KARACHI: Amid growing cases of dengue and waterborne diseases, the Sindh administration has asked the federal government for an aircraft owned by its plant protection department to carry out aerial fumigation in the flood-hit areas of the province.

The Sindh government made the request after it found it hard to control the situation through conventional methods of fumigation using spraying machines and anti-mosquito equipment.

The fresh proposal came following suggestions from health authorities calling for effective fumigation in rural and urban areas of the province where flood survivors are dealing with several health issues, including serious risks of mosquito-borne infections.

So far, officials and sources privy to the process said that the fumigation in such areas through old techniques had proved badly ineffective.

Officials say conventional methods have failed to control mosquitoes due to inaccessible roads

“These methods include fumigation through spraying machines,” said an official, citing different techniques of the anti-mosquito fumigation in the flood-hit districts.

The official continued: “These machines are sometimes mounted over vehicles while mostly carried out by local staff manually on foot in streets or thoroughfares. The floods have made several areas inaccessible both for vehicles and staff. Secondly, the number of mosquitoes is so high that it can’t be handled with these conventional fumigation methods.”

He then referred to the use of aircraft for the fumigation purposes mainly in the flood-hit areas where the stagnant water provide perfect conditions for mosquito breeding and one cannot access those areas for conventional fumigation.

“Secondly, you would remember that in late 2019, the provincial government used the plant protection aircraft to eliminate swarms of locusts,” he said. “The aircraft were called in when the conventional methods of spray and fumigation had failed to achieve the desired results. Same is the case of mosquitoes this time.”

The official said that the mosquitoes flourished in warm conditions while the floodwater was also providing favourable conditions to their life cycle as they lay eggs in and around water. “The flood-hit areas are at a great risk of diseases amid this increased breeding.”

He said the aerial wing of the department of plant protection was the sole emergency response unit in the region. The primary function of the wing, he said, was aerial spray to control locust while its other functions include spray on crops, seed broadcasting, hygiene-spray operation, leaflet dropping for awareness and participation in foreign countries’ spray missions under bilateral agreements with the friendly countries.

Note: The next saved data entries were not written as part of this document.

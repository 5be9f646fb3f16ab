//! Compiled, immutable rule sets.

use std::path::Path;
use std::sync::atomic::{AtomicU64, Ordering};

use regex::Regex;
use tracing::debug;

use super::document::{FormatDocument, RuleSetDocument};
use crate::error::{SyntaxError, SyntaxResult};
use crate::format::{Format, FormatId, Rgba};

/// Source of process-unique rule set versions.
static NEXT_VERSION: AtomicU64 = AtomicU64::new(1);

/// Maximum number of formats a rule set may define.
pub const MAX_FORMATS: usize = u16::MAX as usize;

/// A compiled pattern rule.
#[derive(Debug, Clone)]
pub struct Rule {
    pattern: Regex,
    format: FormatId,
    group: usize,
}

impl Rule {
    /// The compiled pattern.
    pub fn pattern(&self) -> &Regex {
        &self.pattern
    }

    /// The format applied to claimed ranges.
    pub fn format(&self) -> FormatId {
        self.format
    }

    /// Capture group claimed by this rule (0 for the whole match).
    pub fn group(&self) -> usize {
        self.group
    }
}

/// A named entry in the format table.
#[derive(Debug, Clone, PartialEq)]
pub struct NamedFormat {
    pub name: String,
    pub format: Format,
}

/// Ordered rules plus named formats for one language.
///
/// A rule set is loaded once and shared (usually as `Arc<RuleSet>`). Every
/// rule refers to a format that exists; this is checked when the rule set is
/// built, so tokenization has no failure path.
#[derive(Debug, Clone)]
pub struct RuleSet {
    name: String,
    extensions: Vec<String>,
    rules: Vec<Rule>,
    formats: Vec<NamedFormat>,
    default_format: Format,
    version: u64,
}

impl RuleSet {
    /// The rule set used when no language applies: no rules, plain text.
    pub fn plain() -> Self {
        Self {
            name: "plain".to_string(),
            extensions: Vec::new(),
            rules: Vec::new(),
            formats: Vec::new(),
            default_format: Format::default(),
            version: NEXT_VERSION.fetch_add(1, Ordering::Relaxed),
        }
    }

    /// Start building a rule set in code.
    pub fn builder(name: impl Into<String>) -> RuleSetBuilder {
        RuleSetBuilder::new(name)
    }

    /// Compile a parsed document.
    pub fn from_document(doc: &RuleSetDocument) -> SyntaxResult<Self> {
        let mut builder = RuleSetBuilder::new(doc.name.clone());
        builder.extensions = doc.extensions.clone();
        builder.default = doc.default.clone();

        for (name, entry) in &doc.formats {
            builder.formats.push(NamedFormat {
                name: name.clone(),
                format: parse_format(name, entry)?,
            });
        }
        for rule in &doc.rules {
            builder.rules.push(PendingRule {
                pattern: rule.pattern.clone(),
                format: rule.format.clone(),
                group: rule.group,
            });
        }

        builder.build()
    }

    /// Parse and compile a JSON document.
    pub fn from_json(source: &str) -> SyntaxResult<Self> {
        Self::from_document(&RuleSetDocument::from_json(source)?)
    }

    /// Parse and compile a TOML document.
    pub fn from_toml(source: &str) -> SyntaxResult<Self> {
        Self::from_document(&RuleSetDocument::from_toml(source)?)
    }

    /// Load a rule set file. Files ending in `.toml` are read as TOML,
    /// everything else as JSON.
    pub fn from_file(path: impl AsRef<Path>) -> SyntaxResult<Self> {
        let path = path.as_ref();
        let content = std::fs::read_to_string(path).map_err(|e| SyntaxError::io(path, e))?;

        let is_toml = path
            .extension()
            .is_some_and(|ext| ext.eq_ignore_ascii_case("toml"));
        if is_toml {
            Self::from_toml(&content)
        } else {
            Self::from_json(&content)
        }
    }

    /// Language name.
    pub fn name(&self) -> &str {
        &self.name
    }

    /// File extensions this language applies to.
    pub fn extensions(&self) -> &[String] {
        &self.extensions
    }

    /// Rules in precedence order.
    pub fn rules(&self) -> &[Rule] {
        &self.rules
    }

    /// All named formats.
    pub fn formats(&self) -> &[NamedFormat] {
        &self.formats
    }

    /// Format applied to text no rule claims.
    pub fn default_format(&self) -> Format {
        self.default_format
    }

    /// Look up a format by id.
    pub fn format(&self, id: FormatId) -> Format {
        self.formats
            .get(id.index())
            .map(|f| f.format)
            .unwrap_or(self.default_format)
    }

    /// Name of a format by id.
    pub fn format_name(&self, id: FormatId) -> Option<&str> {
        self.formats.get(id.index()).map(|f| f.name.as_str())
    }

    /// Look up a format id by name.
    pub fn format_id(&self, name: &str) -> Option<FormatId> {
        self.formats
            .iter()
            .position(|f| f.name == name)
            .map(|i| FormatId(i as u16))
    }

    /// Process-unique version, usable as a cache key.
    pub fn version(&self) -> u64 {
        self.version
    }

    /// Check whether the rule set has no rules.
    pub fn is_plain(&self) -> bool {
        self.rules.is_empty()
    }
}

impl Default for RuleSet {
    fn default() -> Self {
        Self::plain()
    }
}

fn parse_format(name: &str, entry: &FormatDocument) -> SyntaxResult<Format> {
    let foreground = Rgba::from_hex(&entry.foreground).ok_or_else(|| SyntaxError::InvalidColor {
        format: name.to_string(),
        value: entry.foreground.clone(),
    })?;
    Ok(Format {
        foreground,
        bold: entry.bold,
        italic: entry.italic,
    })
}

#[derive(Debug, Clone)]
struct PendingRule {
    pattern: String,
    format: String,
    group: usize,
}

/// Builder for constructing a [`RuleSet`] in code.
///
/// Validation happens in [`build`](Self::build), exactly as for documents.
#[derive(Debug, Clone)]
pub struct RuleSetBuilder {
    name: String,
    extensions: Vec<String>,
    default: Option<String>,
    formats: Vec<NamedFormat>,
    rules: Vec<PendingRule>,
}

impl RuleSetBuilder {
    fn new(name: impl Into<String>) -> Self {
        Self {
            name: name.into(),
            extensions: Vec::new(),
            default: None,
            formats: Vec::new(),
            rules: Vec::new(),
        }
    }

    /// Add a file extension.
    pub fn extension(mut self, ext: impl Into<String>) -> Self {
        self.extensions.push(ext.into());
        self
    }

    /// Define a named format. Redefining a name replaces it.
    pub fn format(mut self, name: impl Into<String>, format: Format) -> Self {
        let name = name.into();
        match self.formats.iter_mut().find(|f| f.name == name) {
            Some(existing) => existing.format = format,
            None => self.formats.push(NamedFormat { name, format }),
        }
        self
    }

    /// Use a named format for unclaimed text.
    pub fn default_format(mut self, name: impl Into<String>) -> Self {
        self.default = Some(name.into());
        self
    }

    /// Append a rule claiming whole matches.
    pub fn rule(self, pattern: impl Into<String>, format: impl Into<String>) -> Self {
        self.rule_group(pattern, format, 0)
    }

    /// Append a rule claiming one capture group.
    pub fn rule_group(
        mut self,
        pattern: impl Into<String>,
        format: impl Into<String>,
        group: usize,
    ) -> Self {
        self.rules.push(PendingRule {
            pattern: pattern.into(),
            format: format.into(),
            group,
        });
        self
    }

    /// Validate and compile.
    pub fn build(self) -> SyntaxResult<RuleSet> {
        if self.formats.len() > MAX_FORMATS {
            return Err(SyntaxError::TooManyFormats {
                count: self.formats.len(),
                max: MAX_FORMATS,
            });
        }

        let lookup = |name: &str| {
            self.formats
                .iter()
                .position(|f| f.name == name)
                .map(|i| FormatId(i as u16))
        };

        let default_format = match &self.default {
            Some(name) => {
                let id = lookup(name).ok_or_else(|| SyntaxError::UnknownDefault {
                    format: name.clone(),
                })?;
                self.formats[id.index()].format
            }
            None => Format::default(),
        };

        let mut rules = Vec::with_capacity(self.rules.len());
        for (index, pending) in self.rules.iter().enumerate() {
            let format = lookup(&pending.format)
                .ok_or_else(|| SyntaxError::unknown_format(index, &pending.format))?;
            let pattern = Regex::new(&pending.pattern)
                .map_err(|e| SyntaxError::invalid_pattern(index, &pending.pattern, e))?;

            // captures_len counts the implicit whole-match group.
            let available = pattern.captures_len() - 1;
            if pending.group > available {
                return Err(SyntaxError::InvalidGroup {
                    index,
                    group: pending.group,
                    available,
                });
            }

            rules.push(Rule {
                pattern,
                format,
                group: pending.group,
            });
        }

        let rule_set = RuleSet {
            name: self.name,
            extensions: self.extensions,
            rules,
            formats: self.formats,
            default_format,
            version: NEXT_VERSION.fetch_add(1, Ordering::Relaxed),
        };

        debug!(
            target: "glyphcast_syntax::rules",
            name = rule_set.name,
            rules = rule_set.rules.len(),
            formats = rule_set.formats.len(),
            "compiled rule set"
        );

        Ok(rule_set)
    }
}

#[cfg(test)]
mod tests {
    use super::*;

    fn kw() -> Format {
        Format::fg(Rgba::rgb(0x56, 0x9c, 0xd6)).with_bold()
    }

    #[test]
    fn builder_resolves_formats() {
        let set = RuleSet::builder("mini")
            .format("keyword", kw())
            .rule(r"\bif\b", "keyword")
            .build()
            .unwrap();

        assert_eq!(set.rules().len(), 1);
        let id = set.rules()[0].format();
        assert_eq!(set.format(id), kw());
        assert_eq!(set.format_name(id), Some("keyword"));
        assert_eq!(set.format_id("keyword"), Some(id));
    }

    #[test]
    fn dangling_format_is_load_error() {
        let err = RuleSet::builder("mini")
            .format("keyword", kw())
            .rule(r"\bif\b", "keyword")
            .rule(r"\d+", "number")
            .build()
            .unwrap_err();

        assert!(matches!(err, SyntaxError::UnknownFormat { index: 1, .. }));
    }

    #[test]
    fn bad_regex_reports_rule_index() {
        let err = RuleSet::builder("mini")
            .format("keyword", kw())
            .rule(r"ok", "keyword")
            .rule(r"(", "keyword")
            .build()
            .unwrap_err();

        assert_eq!(err.rule_index(), Some(1));
        assert!(matches!(err, SyntaxError::InvalidPattern { .. }));
    }

    #[test]
    fn group_must_exist() {
        let err = RuleSet::builder("mini")
            .format("keyword", kw())
            .rule_group(r"(a)b", "keyword", 2)
            .build()
            .unwrap_err();

        assert!(matches!(
            err,
            SyntaxError::InvalidGroup {
                index: 0,
                group: 2,
                available: 1
            }
        ));
    }

    #[test]
    fn unknown_default_is_rejected() {
        let err = RuleSet::builder("mini").default_format("text").build().unwrap_err();
        assert!(matches!(err, SyntaxError::UnknownDefault { .. }));
    }

    #[test]
    fn invalid_color_is_rejected() {
        let err = RuleSet::from_json(
            r#"{ "name": "x", "formats": { "a": { "foreground": "red" } }, "rules": [] }"#,
        )
        .unwrap_err();
        assert!(matches!(err, SyntaxError::InvalidColor { .. }));
    }

    #[test]
    fn versions_are_unique() {
        let a = RuleSet::plain();
        let b = RuleSet::plain();
        assert_ne!(a.version(), b.version());
        assert!(a.is_plain());
    }

    #[test]
    fn default_format_applies() {
        let text = Format::fg(Rgba::rgb(200, 200, 200));
        let set = RuleSet::builder("mini")
            .format("text", text)
            .default_format("text")
            .build()
            .unwrap();
        assert_eq!(set.default_format(), text);
    }
}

“The aerial wing of the department also has the technical manpower and maintenance-supporting shops duly approved by the Civil Aviation Authority. This is one of the oldest aerial wings in the subcontinent and has played a major role in pest control in Pakistan,” he added.

The Sindh government has recently allocated Rs480 million to procure anti-mosquito spraying equipment for 24 districts of the province following rise in mosquito-borne diseases after the floods.

According to the Sindh government data, over 3,000 people were diagnosed with malaria and over 1,000 others with dengue during the current month in the province.